RECORDS SHOWN:
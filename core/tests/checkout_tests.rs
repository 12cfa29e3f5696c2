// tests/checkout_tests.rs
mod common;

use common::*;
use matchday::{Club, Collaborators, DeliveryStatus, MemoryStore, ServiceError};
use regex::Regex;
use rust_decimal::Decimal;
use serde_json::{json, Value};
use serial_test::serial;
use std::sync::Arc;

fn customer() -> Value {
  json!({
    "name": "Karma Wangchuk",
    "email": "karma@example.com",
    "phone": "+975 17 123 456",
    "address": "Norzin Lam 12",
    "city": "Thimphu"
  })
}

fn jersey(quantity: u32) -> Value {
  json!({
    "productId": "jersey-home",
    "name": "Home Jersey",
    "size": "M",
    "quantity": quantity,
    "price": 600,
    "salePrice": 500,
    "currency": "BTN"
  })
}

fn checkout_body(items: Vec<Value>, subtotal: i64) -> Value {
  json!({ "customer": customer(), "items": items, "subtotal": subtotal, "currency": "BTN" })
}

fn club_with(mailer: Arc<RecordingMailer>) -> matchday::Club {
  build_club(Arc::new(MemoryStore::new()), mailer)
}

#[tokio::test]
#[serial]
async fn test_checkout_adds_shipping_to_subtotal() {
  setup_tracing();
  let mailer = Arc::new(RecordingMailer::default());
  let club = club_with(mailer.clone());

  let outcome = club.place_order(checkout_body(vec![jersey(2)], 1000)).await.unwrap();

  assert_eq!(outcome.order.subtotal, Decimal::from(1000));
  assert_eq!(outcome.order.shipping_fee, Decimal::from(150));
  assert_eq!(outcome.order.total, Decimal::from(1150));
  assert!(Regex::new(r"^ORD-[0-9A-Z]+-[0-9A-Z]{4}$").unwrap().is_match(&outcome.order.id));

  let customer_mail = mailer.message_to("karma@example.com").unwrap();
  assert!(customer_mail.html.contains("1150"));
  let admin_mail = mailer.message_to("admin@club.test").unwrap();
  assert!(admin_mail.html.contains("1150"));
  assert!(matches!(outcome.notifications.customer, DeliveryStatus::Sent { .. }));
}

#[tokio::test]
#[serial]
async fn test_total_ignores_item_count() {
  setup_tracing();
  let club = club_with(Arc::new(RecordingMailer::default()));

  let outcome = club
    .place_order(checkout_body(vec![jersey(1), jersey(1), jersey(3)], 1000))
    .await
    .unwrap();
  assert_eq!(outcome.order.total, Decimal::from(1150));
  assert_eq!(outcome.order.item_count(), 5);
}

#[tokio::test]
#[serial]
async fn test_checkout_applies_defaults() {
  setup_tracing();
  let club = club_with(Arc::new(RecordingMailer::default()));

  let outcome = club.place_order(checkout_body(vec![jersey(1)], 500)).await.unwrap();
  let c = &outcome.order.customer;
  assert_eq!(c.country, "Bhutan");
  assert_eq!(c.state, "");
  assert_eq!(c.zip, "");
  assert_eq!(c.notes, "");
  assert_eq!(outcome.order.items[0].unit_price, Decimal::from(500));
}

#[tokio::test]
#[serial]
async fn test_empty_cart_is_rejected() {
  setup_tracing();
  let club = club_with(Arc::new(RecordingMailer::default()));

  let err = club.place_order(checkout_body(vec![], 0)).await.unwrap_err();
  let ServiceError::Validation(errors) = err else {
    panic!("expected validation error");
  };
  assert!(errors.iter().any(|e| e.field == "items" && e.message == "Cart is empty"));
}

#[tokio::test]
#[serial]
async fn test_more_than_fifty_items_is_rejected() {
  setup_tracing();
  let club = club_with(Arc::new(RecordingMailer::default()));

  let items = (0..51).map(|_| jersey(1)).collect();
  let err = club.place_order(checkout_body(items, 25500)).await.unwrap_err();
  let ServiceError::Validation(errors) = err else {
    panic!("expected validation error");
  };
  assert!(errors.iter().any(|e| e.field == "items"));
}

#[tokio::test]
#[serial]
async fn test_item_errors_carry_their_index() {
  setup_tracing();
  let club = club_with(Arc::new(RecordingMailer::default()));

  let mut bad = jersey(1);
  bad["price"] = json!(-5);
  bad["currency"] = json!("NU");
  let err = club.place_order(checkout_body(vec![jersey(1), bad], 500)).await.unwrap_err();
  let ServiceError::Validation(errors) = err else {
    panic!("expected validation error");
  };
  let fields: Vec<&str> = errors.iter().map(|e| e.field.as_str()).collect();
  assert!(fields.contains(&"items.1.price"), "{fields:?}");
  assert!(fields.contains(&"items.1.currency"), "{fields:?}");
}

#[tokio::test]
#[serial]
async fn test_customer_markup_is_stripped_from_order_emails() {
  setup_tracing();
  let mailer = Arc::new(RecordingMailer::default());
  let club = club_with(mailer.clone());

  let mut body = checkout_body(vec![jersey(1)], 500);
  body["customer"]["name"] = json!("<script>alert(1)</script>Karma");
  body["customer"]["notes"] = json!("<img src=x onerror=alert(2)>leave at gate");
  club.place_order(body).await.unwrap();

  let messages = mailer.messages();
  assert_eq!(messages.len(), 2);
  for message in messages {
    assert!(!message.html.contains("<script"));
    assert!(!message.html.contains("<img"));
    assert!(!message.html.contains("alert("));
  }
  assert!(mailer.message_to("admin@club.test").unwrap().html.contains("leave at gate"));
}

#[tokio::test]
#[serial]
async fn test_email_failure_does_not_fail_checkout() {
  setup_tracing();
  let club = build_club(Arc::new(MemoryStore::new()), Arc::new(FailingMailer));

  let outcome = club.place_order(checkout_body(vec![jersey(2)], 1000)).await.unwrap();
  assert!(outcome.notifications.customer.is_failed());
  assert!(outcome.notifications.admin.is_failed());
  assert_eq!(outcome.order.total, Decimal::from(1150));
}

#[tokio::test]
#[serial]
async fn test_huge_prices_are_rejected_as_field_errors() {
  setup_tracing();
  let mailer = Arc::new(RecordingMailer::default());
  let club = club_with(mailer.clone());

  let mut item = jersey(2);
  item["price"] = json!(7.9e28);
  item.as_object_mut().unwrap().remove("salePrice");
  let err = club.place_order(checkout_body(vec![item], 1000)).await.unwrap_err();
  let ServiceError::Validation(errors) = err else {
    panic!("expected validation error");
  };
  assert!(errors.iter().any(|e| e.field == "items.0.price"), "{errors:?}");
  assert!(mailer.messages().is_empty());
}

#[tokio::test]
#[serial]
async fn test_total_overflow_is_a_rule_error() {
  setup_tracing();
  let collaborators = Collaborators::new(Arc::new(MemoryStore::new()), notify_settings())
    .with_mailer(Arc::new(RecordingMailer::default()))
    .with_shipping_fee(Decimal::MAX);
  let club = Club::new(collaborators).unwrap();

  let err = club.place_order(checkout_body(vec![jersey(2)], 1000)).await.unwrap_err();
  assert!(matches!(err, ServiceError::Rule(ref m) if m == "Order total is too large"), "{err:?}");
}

---

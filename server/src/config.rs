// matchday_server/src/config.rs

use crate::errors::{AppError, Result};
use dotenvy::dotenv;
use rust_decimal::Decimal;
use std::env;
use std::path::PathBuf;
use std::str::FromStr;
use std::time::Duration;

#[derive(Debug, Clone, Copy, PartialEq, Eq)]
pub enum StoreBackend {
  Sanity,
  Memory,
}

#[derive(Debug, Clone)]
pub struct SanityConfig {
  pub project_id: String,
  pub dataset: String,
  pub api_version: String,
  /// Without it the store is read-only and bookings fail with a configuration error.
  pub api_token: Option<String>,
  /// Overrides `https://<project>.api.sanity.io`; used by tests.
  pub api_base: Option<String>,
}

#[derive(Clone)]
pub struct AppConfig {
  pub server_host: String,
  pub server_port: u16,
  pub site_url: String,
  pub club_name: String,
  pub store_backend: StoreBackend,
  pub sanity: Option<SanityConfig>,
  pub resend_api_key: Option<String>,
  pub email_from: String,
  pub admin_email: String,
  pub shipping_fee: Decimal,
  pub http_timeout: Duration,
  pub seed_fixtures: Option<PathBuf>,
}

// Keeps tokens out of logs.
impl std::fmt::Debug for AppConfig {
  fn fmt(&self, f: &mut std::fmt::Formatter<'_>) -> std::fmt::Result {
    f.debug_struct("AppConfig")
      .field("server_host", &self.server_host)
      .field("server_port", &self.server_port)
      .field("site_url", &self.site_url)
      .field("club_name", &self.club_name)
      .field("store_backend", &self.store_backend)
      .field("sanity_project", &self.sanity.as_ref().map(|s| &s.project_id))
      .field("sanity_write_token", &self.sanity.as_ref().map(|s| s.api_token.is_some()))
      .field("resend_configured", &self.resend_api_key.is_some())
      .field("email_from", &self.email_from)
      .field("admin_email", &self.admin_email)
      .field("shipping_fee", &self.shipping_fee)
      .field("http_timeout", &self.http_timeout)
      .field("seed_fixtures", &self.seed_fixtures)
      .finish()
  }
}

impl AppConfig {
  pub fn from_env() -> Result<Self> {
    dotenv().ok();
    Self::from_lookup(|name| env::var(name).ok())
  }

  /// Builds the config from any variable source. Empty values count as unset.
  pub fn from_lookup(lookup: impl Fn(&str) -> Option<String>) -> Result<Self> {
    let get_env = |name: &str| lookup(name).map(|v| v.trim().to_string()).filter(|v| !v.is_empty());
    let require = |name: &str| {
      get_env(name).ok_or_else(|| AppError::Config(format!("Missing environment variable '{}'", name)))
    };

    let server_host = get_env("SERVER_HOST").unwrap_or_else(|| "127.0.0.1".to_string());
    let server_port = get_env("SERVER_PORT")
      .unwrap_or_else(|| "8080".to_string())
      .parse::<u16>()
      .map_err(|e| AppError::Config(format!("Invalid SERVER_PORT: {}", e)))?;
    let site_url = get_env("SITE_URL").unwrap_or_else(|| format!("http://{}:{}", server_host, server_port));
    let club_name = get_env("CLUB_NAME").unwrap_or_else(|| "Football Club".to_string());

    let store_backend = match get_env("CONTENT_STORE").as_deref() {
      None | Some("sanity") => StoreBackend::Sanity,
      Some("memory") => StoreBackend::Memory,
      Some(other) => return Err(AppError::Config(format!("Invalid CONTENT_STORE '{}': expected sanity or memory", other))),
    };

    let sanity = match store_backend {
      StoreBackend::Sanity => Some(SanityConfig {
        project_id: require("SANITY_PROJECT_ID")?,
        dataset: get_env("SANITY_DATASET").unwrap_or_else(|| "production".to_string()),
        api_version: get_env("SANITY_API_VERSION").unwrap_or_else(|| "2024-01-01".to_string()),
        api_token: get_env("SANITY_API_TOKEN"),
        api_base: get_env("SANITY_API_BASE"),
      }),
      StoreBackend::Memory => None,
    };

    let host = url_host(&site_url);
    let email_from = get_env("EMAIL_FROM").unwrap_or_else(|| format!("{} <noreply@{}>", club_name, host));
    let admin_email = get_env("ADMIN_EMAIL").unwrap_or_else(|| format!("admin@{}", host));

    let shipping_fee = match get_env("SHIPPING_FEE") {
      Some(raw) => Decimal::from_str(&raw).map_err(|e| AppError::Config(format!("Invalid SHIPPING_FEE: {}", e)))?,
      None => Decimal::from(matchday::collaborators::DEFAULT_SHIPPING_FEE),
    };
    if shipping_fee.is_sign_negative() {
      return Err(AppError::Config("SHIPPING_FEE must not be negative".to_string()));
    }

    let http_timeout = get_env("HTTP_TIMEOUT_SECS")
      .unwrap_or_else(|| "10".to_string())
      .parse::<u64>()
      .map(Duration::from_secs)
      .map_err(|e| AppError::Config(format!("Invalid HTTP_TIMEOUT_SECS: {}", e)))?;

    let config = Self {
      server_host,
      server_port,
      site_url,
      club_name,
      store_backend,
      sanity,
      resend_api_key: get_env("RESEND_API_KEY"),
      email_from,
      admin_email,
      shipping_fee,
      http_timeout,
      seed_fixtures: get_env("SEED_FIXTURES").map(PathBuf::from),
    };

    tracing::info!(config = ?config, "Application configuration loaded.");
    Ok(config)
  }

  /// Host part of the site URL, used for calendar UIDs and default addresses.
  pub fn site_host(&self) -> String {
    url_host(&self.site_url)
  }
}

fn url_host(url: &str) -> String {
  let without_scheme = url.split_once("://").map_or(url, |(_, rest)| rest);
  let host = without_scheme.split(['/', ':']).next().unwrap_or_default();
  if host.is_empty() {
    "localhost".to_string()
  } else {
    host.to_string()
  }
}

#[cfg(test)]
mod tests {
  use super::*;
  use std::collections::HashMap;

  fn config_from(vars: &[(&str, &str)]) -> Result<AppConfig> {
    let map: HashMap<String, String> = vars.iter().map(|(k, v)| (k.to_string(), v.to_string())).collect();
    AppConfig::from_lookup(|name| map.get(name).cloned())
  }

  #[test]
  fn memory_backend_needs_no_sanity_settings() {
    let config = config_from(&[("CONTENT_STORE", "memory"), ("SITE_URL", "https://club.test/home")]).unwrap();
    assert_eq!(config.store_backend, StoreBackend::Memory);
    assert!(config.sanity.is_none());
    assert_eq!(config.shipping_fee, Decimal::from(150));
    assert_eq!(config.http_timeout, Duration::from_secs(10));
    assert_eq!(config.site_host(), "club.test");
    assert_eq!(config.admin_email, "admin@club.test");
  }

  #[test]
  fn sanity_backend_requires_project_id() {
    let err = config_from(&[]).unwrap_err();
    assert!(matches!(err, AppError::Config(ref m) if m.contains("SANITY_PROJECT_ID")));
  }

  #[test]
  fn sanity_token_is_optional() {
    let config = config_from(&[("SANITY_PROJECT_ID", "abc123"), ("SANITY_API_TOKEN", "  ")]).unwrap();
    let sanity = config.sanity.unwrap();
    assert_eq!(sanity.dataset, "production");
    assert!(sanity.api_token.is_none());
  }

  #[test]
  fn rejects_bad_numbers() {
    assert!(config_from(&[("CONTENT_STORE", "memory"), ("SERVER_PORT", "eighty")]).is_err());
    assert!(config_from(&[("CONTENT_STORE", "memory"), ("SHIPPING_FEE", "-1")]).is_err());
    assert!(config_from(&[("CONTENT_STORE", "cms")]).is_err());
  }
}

ASSIGNMENT: Pick out, from the lines above, every one that contains the string "fields".

ANSWER TO THE EXERCISE:
  let fields: Vec<&str> = errors.iter().map(|e| e.field.as_str()).collect();
  assert!(fields.contains(&"items.1.price"), "{fields:?}");
  assert!(fields.contains(&"items.1.currency"), "{fields:?}");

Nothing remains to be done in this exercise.